▶ [Exercise details]
Return only those lines of the records below in which "instrument" appears.

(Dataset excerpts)
────────────────────────────────────────
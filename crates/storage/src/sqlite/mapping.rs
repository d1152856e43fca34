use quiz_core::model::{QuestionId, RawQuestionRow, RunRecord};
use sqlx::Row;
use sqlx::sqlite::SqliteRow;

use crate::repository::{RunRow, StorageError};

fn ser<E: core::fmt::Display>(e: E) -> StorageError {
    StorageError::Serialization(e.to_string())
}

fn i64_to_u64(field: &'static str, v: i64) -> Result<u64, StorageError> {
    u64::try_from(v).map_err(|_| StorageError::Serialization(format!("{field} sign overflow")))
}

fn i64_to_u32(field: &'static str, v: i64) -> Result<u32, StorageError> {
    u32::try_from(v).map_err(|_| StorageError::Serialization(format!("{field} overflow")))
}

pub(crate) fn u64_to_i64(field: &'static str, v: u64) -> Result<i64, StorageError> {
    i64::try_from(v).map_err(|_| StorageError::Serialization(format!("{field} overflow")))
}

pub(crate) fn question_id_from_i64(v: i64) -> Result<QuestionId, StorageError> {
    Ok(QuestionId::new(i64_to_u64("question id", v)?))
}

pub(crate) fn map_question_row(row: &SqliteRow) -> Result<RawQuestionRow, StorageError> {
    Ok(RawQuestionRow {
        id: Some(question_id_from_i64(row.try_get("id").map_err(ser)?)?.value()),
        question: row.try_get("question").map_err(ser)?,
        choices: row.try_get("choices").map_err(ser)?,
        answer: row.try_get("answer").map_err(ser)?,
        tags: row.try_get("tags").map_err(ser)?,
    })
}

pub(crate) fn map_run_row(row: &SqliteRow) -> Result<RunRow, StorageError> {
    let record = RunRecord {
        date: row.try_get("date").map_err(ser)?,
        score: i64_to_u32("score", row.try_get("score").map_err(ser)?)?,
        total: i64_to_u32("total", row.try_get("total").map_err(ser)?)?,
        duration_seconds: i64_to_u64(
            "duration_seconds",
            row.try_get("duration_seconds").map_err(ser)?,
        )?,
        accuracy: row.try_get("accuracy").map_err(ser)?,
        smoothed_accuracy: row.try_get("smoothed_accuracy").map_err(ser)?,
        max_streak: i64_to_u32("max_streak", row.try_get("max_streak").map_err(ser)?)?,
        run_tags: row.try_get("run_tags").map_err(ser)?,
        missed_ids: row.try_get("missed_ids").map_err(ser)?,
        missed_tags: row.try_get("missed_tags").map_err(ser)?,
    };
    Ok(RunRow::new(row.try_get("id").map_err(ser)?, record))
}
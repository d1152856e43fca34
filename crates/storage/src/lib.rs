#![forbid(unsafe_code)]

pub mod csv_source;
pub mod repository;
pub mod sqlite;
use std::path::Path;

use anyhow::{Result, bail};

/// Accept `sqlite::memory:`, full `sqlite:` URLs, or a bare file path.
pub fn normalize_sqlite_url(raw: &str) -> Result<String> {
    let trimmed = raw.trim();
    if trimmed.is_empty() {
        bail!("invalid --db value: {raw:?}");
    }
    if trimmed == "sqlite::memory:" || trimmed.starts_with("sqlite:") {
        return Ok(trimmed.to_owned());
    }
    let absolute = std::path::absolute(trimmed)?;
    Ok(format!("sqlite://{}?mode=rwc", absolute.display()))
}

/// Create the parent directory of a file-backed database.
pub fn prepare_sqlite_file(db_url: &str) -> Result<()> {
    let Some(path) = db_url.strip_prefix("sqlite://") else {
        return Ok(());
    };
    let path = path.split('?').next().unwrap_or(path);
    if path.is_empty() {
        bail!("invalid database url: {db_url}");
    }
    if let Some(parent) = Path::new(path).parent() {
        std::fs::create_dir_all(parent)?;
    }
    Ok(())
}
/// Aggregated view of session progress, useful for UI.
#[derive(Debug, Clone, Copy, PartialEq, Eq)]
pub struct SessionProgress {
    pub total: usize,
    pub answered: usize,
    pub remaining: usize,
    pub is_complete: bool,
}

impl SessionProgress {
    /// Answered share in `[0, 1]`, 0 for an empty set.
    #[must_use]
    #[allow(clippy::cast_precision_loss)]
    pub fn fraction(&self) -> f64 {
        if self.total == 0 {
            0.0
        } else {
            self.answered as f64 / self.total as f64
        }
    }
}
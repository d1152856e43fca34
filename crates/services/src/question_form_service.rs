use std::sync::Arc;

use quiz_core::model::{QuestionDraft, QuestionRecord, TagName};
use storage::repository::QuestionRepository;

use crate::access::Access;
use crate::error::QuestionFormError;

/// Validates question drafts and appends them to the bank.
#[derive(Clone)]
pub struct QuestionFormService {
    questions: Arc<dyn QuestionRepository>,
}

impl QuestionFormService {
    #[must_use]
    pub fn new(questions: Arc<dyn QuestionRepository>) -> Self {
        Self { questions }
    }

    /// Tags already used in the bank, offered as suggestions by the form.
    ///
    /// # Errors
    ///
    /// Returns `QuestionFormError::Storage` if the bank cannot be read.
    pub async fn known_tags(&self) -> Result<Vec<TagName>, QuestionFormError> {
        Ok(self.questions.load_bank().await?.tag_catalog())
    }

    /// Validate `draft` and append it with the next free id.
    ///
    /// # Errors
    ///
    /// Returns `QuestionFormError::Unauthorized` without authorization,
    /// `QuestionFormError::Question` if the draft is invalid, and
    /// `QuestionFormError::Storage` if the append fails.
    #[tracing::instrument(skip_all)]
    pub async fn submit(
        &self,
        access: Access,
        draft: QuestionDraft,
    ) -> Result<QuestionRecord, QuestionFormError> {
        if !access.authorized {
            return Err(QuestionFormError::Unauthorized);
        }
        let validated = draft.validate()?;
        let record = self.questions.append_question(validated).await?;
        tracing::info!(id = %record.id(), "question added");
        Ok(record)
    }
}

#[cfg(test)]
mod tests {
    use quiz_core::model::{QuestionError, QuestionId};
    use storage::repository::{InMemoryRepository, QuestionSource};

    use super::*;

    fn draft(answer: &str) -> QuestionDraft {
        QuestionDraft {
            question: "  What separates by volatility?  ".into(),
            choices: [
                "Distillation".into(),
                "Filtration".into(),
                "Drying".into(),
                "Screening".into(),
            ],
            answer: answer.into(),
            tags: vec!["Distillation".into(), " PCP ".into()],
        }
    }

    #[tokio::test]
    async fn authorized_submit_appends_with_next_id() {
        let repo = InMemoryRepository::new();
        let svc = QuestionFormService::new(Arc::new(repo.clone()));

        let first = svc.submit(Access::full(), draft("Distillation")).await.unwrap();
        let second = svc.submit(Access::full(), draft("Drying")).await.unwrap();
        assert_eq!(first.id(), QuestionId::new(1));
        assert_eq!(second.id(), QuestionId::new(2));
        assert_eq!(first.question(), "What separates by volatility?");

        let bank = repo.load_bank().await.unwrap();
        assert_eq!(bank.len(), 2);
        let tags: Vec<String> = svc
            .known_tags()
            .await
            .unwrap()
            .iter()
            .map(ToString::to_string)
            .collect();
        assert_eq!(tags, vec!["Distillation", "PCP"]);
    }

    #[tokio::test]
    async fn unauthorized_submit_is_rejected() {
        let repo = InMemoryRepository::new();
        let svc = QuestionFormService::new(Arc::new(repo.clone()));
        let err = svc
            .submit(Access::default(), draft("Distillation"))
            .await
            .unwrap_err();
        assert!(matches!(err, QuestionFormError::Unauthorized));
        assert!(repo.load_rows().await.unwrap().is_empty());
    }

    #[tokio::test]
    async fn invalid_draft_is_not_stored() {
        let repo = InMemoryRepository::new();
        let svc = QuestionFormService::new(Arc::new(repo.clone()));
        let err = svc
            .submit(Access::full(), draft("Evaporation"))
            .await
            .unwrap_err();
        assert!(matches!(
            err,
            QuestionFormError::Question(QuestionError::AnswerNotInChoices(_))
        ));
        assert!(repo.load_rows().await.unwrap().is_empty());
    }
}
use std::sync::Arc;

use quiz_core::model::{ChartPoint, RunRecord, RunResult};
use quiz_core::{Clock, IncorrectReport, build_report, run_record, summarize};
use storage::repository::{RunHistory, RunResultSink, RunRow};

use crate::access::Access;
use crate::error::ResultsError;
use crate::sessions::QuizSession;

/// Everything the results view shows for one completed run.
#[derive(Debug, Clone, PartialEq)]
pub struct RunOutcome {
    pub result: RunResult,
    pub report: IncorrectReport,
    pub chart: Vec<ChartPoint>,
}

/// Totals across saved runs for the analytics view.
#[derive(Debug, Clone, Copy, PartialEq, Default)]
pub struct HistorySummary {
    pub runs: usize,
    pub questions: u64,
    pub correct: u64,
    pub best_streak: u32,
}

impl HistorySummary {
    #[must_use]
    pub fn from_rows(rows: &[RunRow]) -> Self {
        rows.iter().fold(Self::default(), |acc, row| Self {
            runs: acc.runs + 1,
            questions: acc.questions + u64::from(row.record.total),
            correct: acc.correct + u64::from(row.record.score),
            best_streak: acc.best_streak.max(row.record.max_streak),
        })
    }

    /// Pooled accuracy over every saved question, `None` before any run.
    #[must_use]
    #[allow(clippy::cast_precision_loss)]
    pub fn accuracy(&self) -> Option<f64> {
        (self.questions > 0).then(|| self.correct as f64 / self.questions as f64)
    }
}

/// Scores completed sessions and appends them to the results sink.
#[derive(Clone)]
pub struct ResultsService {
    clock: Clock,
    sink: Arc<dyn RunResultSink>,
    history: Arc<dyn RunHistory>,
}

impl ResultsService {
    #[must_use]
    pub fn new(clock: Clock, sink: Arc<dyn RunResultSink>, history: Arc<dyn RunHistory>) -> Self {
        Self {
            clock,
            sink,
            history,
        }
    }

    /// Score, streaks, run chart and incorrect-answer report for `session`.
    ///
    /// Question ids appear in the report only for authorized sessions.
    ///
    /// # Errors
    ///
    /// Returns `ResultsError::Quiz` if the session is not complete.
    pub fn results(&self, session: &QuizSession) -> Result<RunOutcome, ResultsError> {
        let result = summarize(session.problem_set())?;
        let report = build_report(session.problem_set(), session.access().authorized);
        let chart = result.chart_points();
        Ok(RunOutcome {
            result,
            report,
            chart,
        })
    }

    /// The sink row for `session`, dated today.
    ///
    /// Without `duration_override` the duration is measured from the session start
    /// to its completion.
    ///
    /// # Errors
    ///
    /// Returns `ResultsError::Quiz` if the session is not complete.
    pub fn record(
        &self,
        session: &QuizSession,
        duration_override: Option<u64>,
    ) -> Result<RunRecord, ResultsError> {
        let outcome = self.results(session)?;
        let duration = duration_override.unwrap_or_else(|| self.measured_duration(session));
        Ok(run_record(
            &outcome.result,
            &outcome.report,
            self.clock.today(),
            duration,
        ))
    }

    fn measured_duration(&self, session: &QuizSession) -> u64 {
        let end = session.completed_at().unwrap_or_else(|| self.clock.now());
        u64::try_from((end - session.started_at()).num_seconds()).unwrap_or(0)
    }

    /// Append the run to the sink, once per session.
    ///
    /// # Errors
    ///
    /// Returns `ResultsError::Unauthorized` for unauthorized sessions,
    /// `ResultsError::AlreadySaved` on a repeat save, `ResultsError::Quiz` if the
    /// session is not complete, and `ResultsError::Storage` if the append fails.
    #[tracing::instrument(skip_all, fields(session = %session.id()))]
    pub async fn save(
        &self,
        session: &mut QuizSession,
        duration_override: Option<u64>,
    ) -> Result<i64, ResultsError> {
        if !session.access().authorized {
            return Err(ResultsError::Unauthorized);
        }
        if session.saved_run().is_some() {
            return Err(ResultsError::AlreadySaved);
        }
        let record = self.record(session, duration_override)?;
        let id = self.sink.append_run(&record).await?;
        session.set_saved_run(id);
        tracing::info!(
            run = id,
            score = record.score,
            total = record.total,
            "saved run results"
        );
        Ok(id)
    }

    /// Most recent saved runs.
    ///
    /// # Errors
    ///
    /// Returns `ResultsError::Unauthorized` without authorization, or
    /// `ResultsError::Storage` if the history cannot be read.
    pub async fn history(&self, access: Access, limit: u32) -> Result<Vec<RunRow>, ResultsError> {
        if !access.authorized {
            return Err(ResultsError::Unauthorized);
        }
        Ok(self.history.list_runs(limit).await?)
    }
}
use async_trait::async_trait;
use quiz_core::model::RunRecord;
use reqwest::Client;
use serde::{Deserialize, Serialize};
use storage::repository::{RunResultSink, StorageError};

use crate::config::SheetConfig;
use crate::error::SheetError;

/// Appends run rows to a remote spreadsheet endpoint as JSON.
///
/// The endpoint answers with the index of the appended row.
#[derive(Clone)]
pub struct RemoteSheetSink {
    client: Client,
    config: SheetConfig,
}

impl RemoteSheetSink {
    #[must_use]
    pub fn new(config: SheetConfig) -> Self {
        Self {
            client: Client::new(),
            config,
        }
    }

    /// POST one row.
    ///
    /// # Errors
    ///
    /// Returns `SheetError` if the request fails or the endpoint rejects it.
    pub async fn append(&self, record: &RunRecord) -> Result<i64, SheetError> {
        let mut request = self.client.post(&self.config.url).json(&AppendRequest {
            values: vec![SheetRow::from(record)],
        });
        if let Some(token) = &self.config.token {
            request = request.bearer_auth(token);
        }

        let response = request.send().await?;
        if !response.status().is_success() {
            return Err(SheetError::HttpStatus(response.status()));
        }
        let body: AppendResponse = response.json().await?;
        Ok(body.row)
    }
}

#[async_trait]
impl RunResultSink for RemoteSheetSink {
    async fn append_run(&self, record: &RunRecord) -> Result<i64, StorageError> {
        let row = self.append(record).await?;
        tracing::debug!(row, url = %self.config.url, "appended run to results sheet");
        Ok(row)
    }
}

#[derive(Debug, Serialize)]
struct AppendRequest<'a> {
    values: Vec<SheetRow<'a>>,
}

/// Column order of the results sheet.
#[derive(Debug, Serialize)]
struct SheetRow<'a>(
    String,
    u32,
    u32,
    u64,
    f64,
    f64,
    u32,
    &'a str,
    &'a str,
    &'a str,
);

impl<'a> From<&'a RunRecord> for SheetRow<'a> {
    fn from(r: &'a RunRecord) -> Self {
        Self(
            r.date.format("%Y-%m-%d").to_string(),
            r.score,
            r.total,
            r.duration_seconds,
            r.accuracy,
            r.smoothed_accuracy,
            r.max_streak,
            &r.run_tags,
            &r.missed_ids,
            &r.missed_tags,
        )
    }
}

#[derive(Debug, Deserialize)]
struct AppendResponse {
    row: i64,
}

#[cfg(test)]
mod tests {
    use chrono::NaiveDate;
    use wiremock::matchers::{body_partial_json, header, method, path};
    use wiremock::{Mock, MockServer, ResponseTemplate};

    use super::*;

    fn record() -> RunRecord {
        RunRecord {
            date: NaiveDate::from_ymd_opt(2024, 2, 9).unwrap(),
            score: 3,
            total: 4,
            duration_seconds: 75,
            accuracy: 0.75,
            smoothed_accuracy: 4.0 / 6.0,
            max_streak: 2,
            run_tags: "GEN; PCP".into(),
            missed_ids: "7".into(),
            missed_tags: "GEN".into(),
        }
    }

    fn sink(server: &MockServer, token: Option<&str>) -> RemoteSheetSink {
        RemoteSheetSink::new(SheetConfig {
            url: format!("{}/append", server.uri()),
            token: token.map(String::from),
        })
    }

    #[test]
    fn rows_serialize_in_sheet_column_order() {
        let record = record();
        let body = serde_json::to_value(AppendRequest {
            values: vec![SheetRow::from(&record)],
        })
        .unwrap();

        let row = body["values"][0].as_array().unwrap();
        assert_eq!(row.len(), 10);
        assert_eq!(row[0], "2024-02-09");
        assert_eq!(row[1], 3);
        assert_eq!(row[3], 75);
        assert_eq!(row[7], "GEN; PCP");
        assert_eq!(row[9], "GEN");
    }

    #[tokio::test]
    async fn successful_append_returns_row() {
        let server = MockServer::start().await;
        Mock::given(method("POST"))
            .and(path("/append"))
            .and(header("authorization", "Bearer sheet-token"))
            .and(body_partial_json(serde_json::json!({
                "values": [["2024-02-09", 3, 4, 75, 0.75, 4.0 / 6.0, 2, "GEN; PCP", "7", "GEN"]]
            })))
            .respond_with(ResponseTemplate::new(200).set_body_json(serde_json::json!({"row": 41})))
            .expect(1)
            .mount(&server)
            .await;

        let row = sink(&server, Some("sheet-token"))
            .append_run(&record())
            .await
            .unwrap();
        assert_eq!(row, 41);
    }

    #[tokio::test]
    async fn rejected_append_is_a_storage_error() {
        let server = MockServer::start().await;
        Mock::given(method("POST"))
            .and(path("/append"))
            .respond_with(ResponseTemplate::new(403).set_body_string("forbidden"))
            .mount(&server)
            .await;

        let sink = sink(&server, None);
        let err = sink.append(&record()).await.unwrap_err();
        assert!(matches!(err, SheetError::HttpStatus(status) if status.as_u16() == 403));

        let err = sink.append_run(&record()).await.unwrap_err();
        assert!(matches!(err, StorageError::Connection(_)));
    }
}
────────────────────────────────────────
▶ [Answer area]
    #[tracing::instrument(skip_all)]
    #[tracing::instrument(skip_all, fields(session = %session.id()))]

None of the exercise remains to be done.